Twitter a également modifié les éléments qui apparaissent sur la « timeline ». Très récemment, il a commencé à montrer certains tweets mis en favoris par des personnes que suivent les utilisateurs. Un peu comme Facebook qui affiche des messages, photos ou liens que les amis d’un membre ont aimé. Auparavant, les conversations avaient aussi été revues, avec l’intégration de tweets antérieurs dans le flux. C’est aussi ce que fait Facebook en remontant d’anciens messages, a nouveau commenté par un ami. Et ce n’est peut-être pas fini: Twitter teste aussi le remplacement des « retweets » par des « partages », terme plus grand public, car notamment popularisé par… Facebook.
PLUS FACILE A COMPRENDRE
Ces potentielles modifications doivent répondre à l’objectif prioritaire que s’est fixé Twitter: « rendre la plateforme plus facile à comprendre pour les nouveaux arrivants », comme l’expliquait M. Costolo en février en marge des résultats financiers. A plusieurs reprises, il avait ainsi répété les mots « simple » et « accessible », une façon d’admettre que beaucoup de nouveaux utilisateurs se découragent assez vite. C’est en effet l’un des problèmes majeurs du réseau. La plate-forme est trop compliquée, elle obéit à ses propres règles qui peuvent être compliquées à appréhender rapidement.

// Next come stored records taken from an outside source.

//! Error taxonomy for the simulation engine
//!
//! All errors are returned synchronously to the immediate caller. The engine
//! is deterministic, so there is no retry policy at this level. Non-fatal
//! findings (e.g. a debt ratio above the recommended threshold) are attached
//! to `SimulationResult.warnings` rather than raised here.

use thiserror::Error;

/// Errors produced by the simulation engine
#[derive(Debug, Clone, PartialEq, Error)]
pub enum SimulatorError {
    /// Malformed or out-of-bounds input. Fails fast, no partial result.
    #[error("invalid input: {0}")]
    InvalidInput(String),

    /// The target payment can never amortize the requested principal at the
    /// given rate (payment <= principal * periodic rate).
    #[error("unaffordable: monthly payment of {payment:.2} FCFA cannot amortize {principal:.2} FCFA at {annual_rate}% (minimum payment {minimum:.2})")]
    Unaffordable {
        payment: f64,
        principal: f64,
        annual_rate: f64,
        minimum: f64,
    },

    /// An iterative solve exceeded its iteration cap without reaching
    /// tolerance. Surfaced instead of returning a misleading approximation.
    #[error("{context} did not converge after {iterations} iterations")]
    Convergence {
        context: &'static str,
        iterations: u32,
    },
}

impl SimulatorError {
    pub fn invalid(msg: impl Into<String>) -> Self {
        Self::InvalidInput(msg.into())
    }
}

/// Convenience alias used throughout the crate
pub type Result<T> = std::result::Result<T, SimulatorError>;

#[cfg(test)]
mod tests {
    use super::*;

    #[test]
    fn test_error_display() {
        let err = SimulatorError::invalid("principal must be positive");
        assert_eq!(err.to_string(), "invalid input: principal must be positive");

        let err = SimulatorError::Convergence {
            context: "effective rate solve",
            iterations: 100,
        };
        assert!(err.to_string().contains("100 iterations"));
    }
}
//! Savings growth projection
//!
//! Compounds an initial deposit plus periodic contributions at a periodic
//! rate over a horizon. Order of operations is fixed: interest accrues on
//! the running balance first, the period's contribution lands second
//! (end-of-period compounding). Swapping the two changes the final amount,
//! so the convention is part of the contract.

use serde::{Deserialize, Serialize};

use crate::error::{Result, SimulatorError};

/// How often interest is calculated and credited
#[derive(Debug, Clone, Copy, PartialEq, Eq, Serialize, Deserialize)]
pub enum CompoundingFrequency {
    Daily,
    Weekly,
    Monthly,
    Quarterly,
    Annually,
}

impl CompoundingFrequency {
    /// Compounding periods per year
    pub fn periods_per_year(self) -> f64 {
        match self {
            Self::Daily => 365.0,
            Self::Weekly => 52.0,
            Self::Monthly => 12.0,
            Self::Quarterly => 4.0,
            Self::Annually => 1.0,
        }
    }
}

/// One month of the savings projection
#[derive(Debug, Clone, Serialize, Deserialize)]
pub struct SavingsRow {
    /// Month index, 1-based
    pub month: u32,
    /// Contribution deposited this month
    pub deposit: f64,
    /// Interest credited this month
    pub interest: f64,
    /// Balance at end of month
    pub balance: f64,
}

/// Outcome of a savings projection
#[derive(Debug, Clone, Serialize, Deserialize)]
pub struct SavingsProjection {
    pub final_amount: f64,
    /// Initial deposit plus every monthly contribution
    pub total_contributions: f64,
    pub total_interest: f64,
    /// Display rate: `(1 + r/n)^n - 1`, percent
    pub effective_annual_rate: f64,
    pub schedule: Vec<SavingsRow>,
}

/// Project a savings balance month by month
///
/// `annual_rate` is in percent. Compounding at a non-monthly frequency is
/// expressed as the equivalent monthly factor so the schedule stays one row
/// per month.
pub fn project_savings(
    initial_deposit: f64,
    monthly_contribution: f64,
    annual_rate: f64,
    frequency: CompoundingFrequency,
    duration_months: u32,
) -> Result<SavingsProjection> {
    if initial_deposit < 0.0 {
        return Err(SimulatorError::invalid("initial deposit cannot be negative"));
    }
    if monthly_contribution < 0.0 {
        return Err(SimulatorError::invalid(
            "monthly contribution cannot be negative",
        ));
    }
    if annual_rate < 0.0 {
        return Err(SimulatorError::invalid(format!(
            "annual rate cannot be negative, got {annual_rate}"
        )));
    }
    if duration_months == 0 {
        return Err(SimulatorError::invalid("duration must be at least 1 month"));
    }
    if initial_deposit == 0.0 && monthly_contribution == 0.0 {
        return Err(SimulatorError::invalid(
            "either an initial deposit or a monthly contribution is required",
        ));
    }

    let n = frequency.periods_per_year();
    let periodic_rate = annual_rate / 100.0 / n;
    let effective_annual = (1.0 + periodic_rate).powf(n) - 1.0;
    // Equivalent growth factor for one month
    let monthly_factor = (1.0 + periodic_rate).powf(n / 12.0);

    let mut schedule = Vec::with_capacity(duration_months as usize);
    let mut balance = initial_deposit;
    let mut total_interest = 0.0;

    for month in 1..=duration_months {
        // Growth first, contribution second
        let interest = balance * (monthly_factor - 1.0);
        balance += interest + monthly_contribution;
        total_interest += interest;

        schedule.push(SavingsRow {
            month,
            deposit: monthly_contribution,
            interest,
            balance,
        });
    }

    let total_contributions = initial_deposit + monthly_contribution * duration_months as f64;

    Ok(SavingsProjection {
        final_amount: balance,
        total_contributions,
        total_interest,
        effective_annual_rate: effective_annual * 100.0,
        schedule,
    })
}

#[cfg(test)]
mod tests {
    use super::*;
    use approx::assert_relative_eq;

    #[test]
    fn test_reference_scenario() {
        // 1,000,000 initial, 50,000/month, 4% annual, monthly compounding,
        // 24 months, growth-then-contribute order
        let projection = project_savings(
            1_000_000.0,
            50_000.0,
            4.0,
            CompoundingFrequency::Monthly,
            24,
        )
        .unwrap();

        // Reference loop locking in the order of operations
        let mut expected = 1_000_000.0;
        for _ in 0..24 {
            expected *= 1.0 + 0.04 / 12.0;
            expected += 50_000.0;
        }
        assert_relative_eq!(projection.final_amount, expected, epsilon = 1e-6);
        assert_relative_eq!(projection.total_contributions, 2_200_000.0, epsilon = 1e-9);
        assert_eq!(projection.schedule.len(), 24);
    }

    #[test]
    fn test_final_amount_covers_contributions() {
        let projection = project_savings(
            500_000.0,
            25_000.0,
            3.5,
            CompoundingFrequency::Quarterly,
            60,
        )
        .unwrap();

        assert!(projection.final_amount >= projection.total_contributions);
        assert!(projection.total_interest > 0.0);
        assert_relative_eq!(
            projection.final_amount,
            projection.total_contributions + projection.total_interest,
            epsilon = 1e-6
        );
    }

    #[test]
    fn test_zero_rate_accumulates_deposits_only() {
        let projection =
            project_savings(100_000.0, 10_000.0, 0.0, CompoundingFrequency::Monthly, 12).unwrap();

        assert_relative_eq!(projection.final_amount, 220_000.0, epsilon = 1e-9);
        assert!(projection.total_interest.abs() < 1e-9);
        assert!(projection.effective_annual_rate.abs() < 1e-9);
    }

    #[test]
    fn test_effective_rate_increases_with_frequency() {
        let annual =
            project_savings(1_000_000.0, 0.0, 5.0, CompoundingFrequency::Annually, 12).unwrap();
        let monthly =
            project_savings(1_000_000.0, 0.0, 5.0, CompoundingFrequency::Monthly, 12).unwrap();
        let daily =
            project_savings(1_000_000.0, 0.0, 5.0, CompoundingFrequency::Daily, 12).unwrap();

        assert!(monthly.effective_annual_rate > annual.effective_annual_rate);
        assert!(daily.effective_annual_rate > monthly.effective_annual_rate);
        assert_relative_eq!(annual.effective_annual_rate, 5.0, epsilon = 1e-9);
    }

    #[test]
    fn test_one_year_monthly_matches_effective_rate() {
        // With no contributions, 12 months of monthly compounding is exactly
        // one effective year
        let projection =
            project_savings(1_000_000.0, 0.0, 6.0, CompoundingFrequency::Monthly, 12).unwrap();

        let expected = 1_000_000.0 * (1.0 + 0.06 / 12.0_f64).powi(12);
        assert_relative_eq!(projection.final_amount, expected, epsilon = 1e-6);
    }

    #[test]
    fn test_invalid_inputs_rejected() {
        assert!(project_savings(-1.0, 0.0, 4.0, CompoundingFrequency::Monthly, 12).is_err());
        assert!(project_savings(0.0, 0.0, 4.0, CompoundingFrequency::Monthly, 12).is_err());
        assert!(project_savings(100.0, 0.0, -4.0, CompoundingFrequency::Monthly, 12).is_err());
        assert!(project_savings(100.0, 0.0, 4.0, CompoundingFrequency::Monthly, 0).is_err());
    }
}
//! Credit Simulator - Amortization and savings simulation engine for FCFA banking products
//!
//! This library provides:
//! - Fixed-payment loan amortization schedules with interest/capital splits
//! - Effective-rate (APR-equivalent) computation over fee- and insurance-inclusive cashflows
//! - Reverse solvers (principal from payment, duration from payment, budget capacity)
//! - Savings growth projections with configurable compounding
//! - Debt-ratio evaluation and qualitative affordability scoring
//! - Side-by-side comparison of bank offers

pub mod affordability;
pub mod amortization;
pub mod comparison;
pub mod config;
pub mod error;
pub mod savings;
pub mod simulator;
pub mod solver;

// Re-export commonly used types
pub use affordability::{evaluate_affordability, AffordabilityAssessment, AffordabilityScore};
pub use amortization::{compute_amortization, AmortizationPayment, CalculationParams, CalculationResult};
pub use comparison::{compare_offers, ComparedOffer, ComparisonRequest, LoanOffer};
pub use config::{CreditType, CreditTypeConfig, DebtRatioThresholds, SimulatorConfig, SolverSettings};
pub use error::{Result, SimulatorError};
pub use savings::{project_savings, CompoundingFrequency, SavingsProjection, SavingsRow};
pub use simulator::{SimulationInput, SimulationMode, SimulationResult, Simulator};
pub use solver::{duration_for_payment, max_affordable_payment, principal_for_payment};
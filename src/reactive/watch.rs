use std::collections::BTreeMap;
use std::future::Future;

use serde_json::Value;
use tokio::sync::mpsc;
use tokio::task::JoinHandle;

use crate::error::Result;

use super::ChangeNotifier;

/// Difference between two consecutive scans of a prefix, keyed by record id.
/// `added` holds records that are new or whose value changed.
#[derive(Debug, Clone, Default, PartialEq)]
pub struct PrefixChange {
    pub added: Vec<Value>,
    pub removed: Vec<Value>,
}

impl PrefixChange {
    pub fn is_empty(&self) -> bool {
        self.added.is_empty() && self.removed.is_empty()
    }
}

/// Reports how the records under a key prefix change over time. The scan at
/// creation is the baseline and is not reported.
pub struct PrefixWatch {
    changes: mpsc::UnboundedReceiver<PrefixChange>,
    task: JoinHandle<()>,
}

impl PrefixWatch {
    pub fn spawn<F, Fut>(notifier: &ChangeNotifier, prefix: &str, scan: F) -> Self
    where
        F: Fn() -> Fut + Send + 'static,
        Fut: Future<Output = Result<Vec<(String, Value)>>> + Send + 'static,
    {
        let (tx, changes) = mpsc::unbounded_channel();
        let mut revisions = notifier.changes();
        let prefix = prefix.to_string();

        let task = tokio::spawn(async move {
            revisions.borrow_and_update();
            let mut previous = match scan().await {
                Ok(entries) => by_id(&prefix, entries),
                Err(e) => {
                    tracing::warn!("Initial scan of {} failed: {}", prefix, e);
                    BTreeMap::new()
                }
            };

            loop {
                tokio::select! {
                    _ = tx.closed() => break,
                    changed = revisions.changed() => {
                        if changed.is_err() {
                            break;
                        }
                    }
                }
                revisions.borrow_and_update();

                let current = match scan().await {
                    Ok(entries) => by_id(&prefix, entries),
                    Err(e) => {
                        tracing::warn!("Scan of {} failed: {}", prefix, e);
                        continue;
                    }
                };
                let change = diff(&previous, &current);
                previous = current;
                if !change.is_empty() && tx.send(change).is_err() {
                    break;
                }
            }
        });

        Self { changes, task }
    }

    pub async fn next(&mut self) -> Option<PrefixChange> {
        self.changes.recv().await
    }
}

impl Drop for PrefixWatch {
    fn drop(&mut self) {
        self.task.abort();
    }
}

/// Index entries by their `id` field, falling back to the key suffix.
fn by_id(prefix: &str, entries: Vec<(String, Value)>) -> BTreeMap<String, Value> {
    entries
        .into_iter()
        .map(|(key, value)| {
            let id = value
                .get("id")
                .and_then(Value::as_str)
                .map(str::to_string)
                .unwrap_or_else(|| key.strip_prefix(prefix).unwrap_or(&key).to_string());
            (id, value)
        })
        .collect()
}

fn diff(previous: &BTreeMap<String, Value>, current: &BTreeMap<String, Value>) -> PrefixChange {
    let added = current
        .iter()
        .filter(|(id, value)| previous.get(*id) != Some(*value))
        .map(|(_, value)| value.clone())
        .collect();
    let removed = previous
        .iter()
        .filter(|(id, _)| !current.contains_key(*id))
        .map(|(_, value)| value.clone())
        .collect();
    PrefixChange { added, removed }
}

#[cfg(test)]
mod tests {
    use std::sync::Arc;

    use super::*;
    use parking_lot::Mutex;
    use serde_json::json;

    #[tokio::test]
    async fn reports_added_changed_and_removed_records() {
        let notifier = ChangeNotifier::new();
        let entries = Arc::new(Mutex::new(vec![
            ("annotations/a".to_string(), json!({ "id": "a", "text": "1" })),
            ("annotations/b".to_string(), json!({ "id": "b", "text": "2" })),
        ]));

        let source = entries.clone();
        let mut watch = PrefixWatch::spawn(&notifier, "annotations/", move || {
            let snapshot = source.lock().clone();
            async move { Ok(snapshot) }
        });
        tokio::task::yield_now().await;

        *entries.lock() = vec![
            ("annotations/b".to_string(), json!({ "id": "b", "text": "changed" })),
            ("annotations/c".to_string(), json!({ "id": "c", "text": "3" })),
        ];
        notifier.notify(&["annotations/a".to_string()]);

        let change = watch.next().await.unwrap();
        assert_eq!(
            change.added,
            vec![json!({ "id": "b", "text": "changed" }), json!({ "id": "c", "text": "3" })]
        );
        assert_eq!(change.removed, vec![json!({ "id": "a", "text": "1" })]);
    }

    #[test]
    fn ids_fall_back_to_key_suffix() {
        let indexed = by_id("topics/", vec![("topics/t1".to_string(), json!({ "name": "x" }))]);
        assert!(indexed.contains_key("t1"));
    }
}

Un nombre très élevé d’inscrits arrêtent ainsi d’être actifs au bout de quelques mois – une donnée que la société se garde bien de communiquer. Se rapprocher de Facebook, c’est aussi se rapprocher de standards que les internautes se sont aujourd’hui appropriés. Twitter espère retenir les curieux qui débarquent sur son site. Et ainsi relancer sa croissance. D’autant que les bons chiffres du deuxième trimestre peuvent être relativisés par le surplus d’activité lié à la Coupe du monde de football. Avant cela, l’évolution du nombre d’utilisateurs et de leur engagement suivait une trajectoire inquiétante.
NOUVELLE SOURCE DE REVENUS
Les dirigeants de Twitter ne le reconnaissent pas encore mais opter pour un algorithme pourrait aussi offrir une nouvelle source de chiffre d’affaires. Si tous les tweets ne s’affichent plus automatiquement auprès de ses followers, une marque pourrait être tentée d’opter pour des messages sponsorisés, et donc payants, pour toucher une audience plus large. Par exemple, les utilisateurs qui la suivent. Autrement dit, elle devra désormais payer ce qui était jusque-là gratuit ! Les tweets sponsorisés existent déjà mais il permettent surtout, pour le moment, de cibler des personnes qui ne suivent pas l’annonceur.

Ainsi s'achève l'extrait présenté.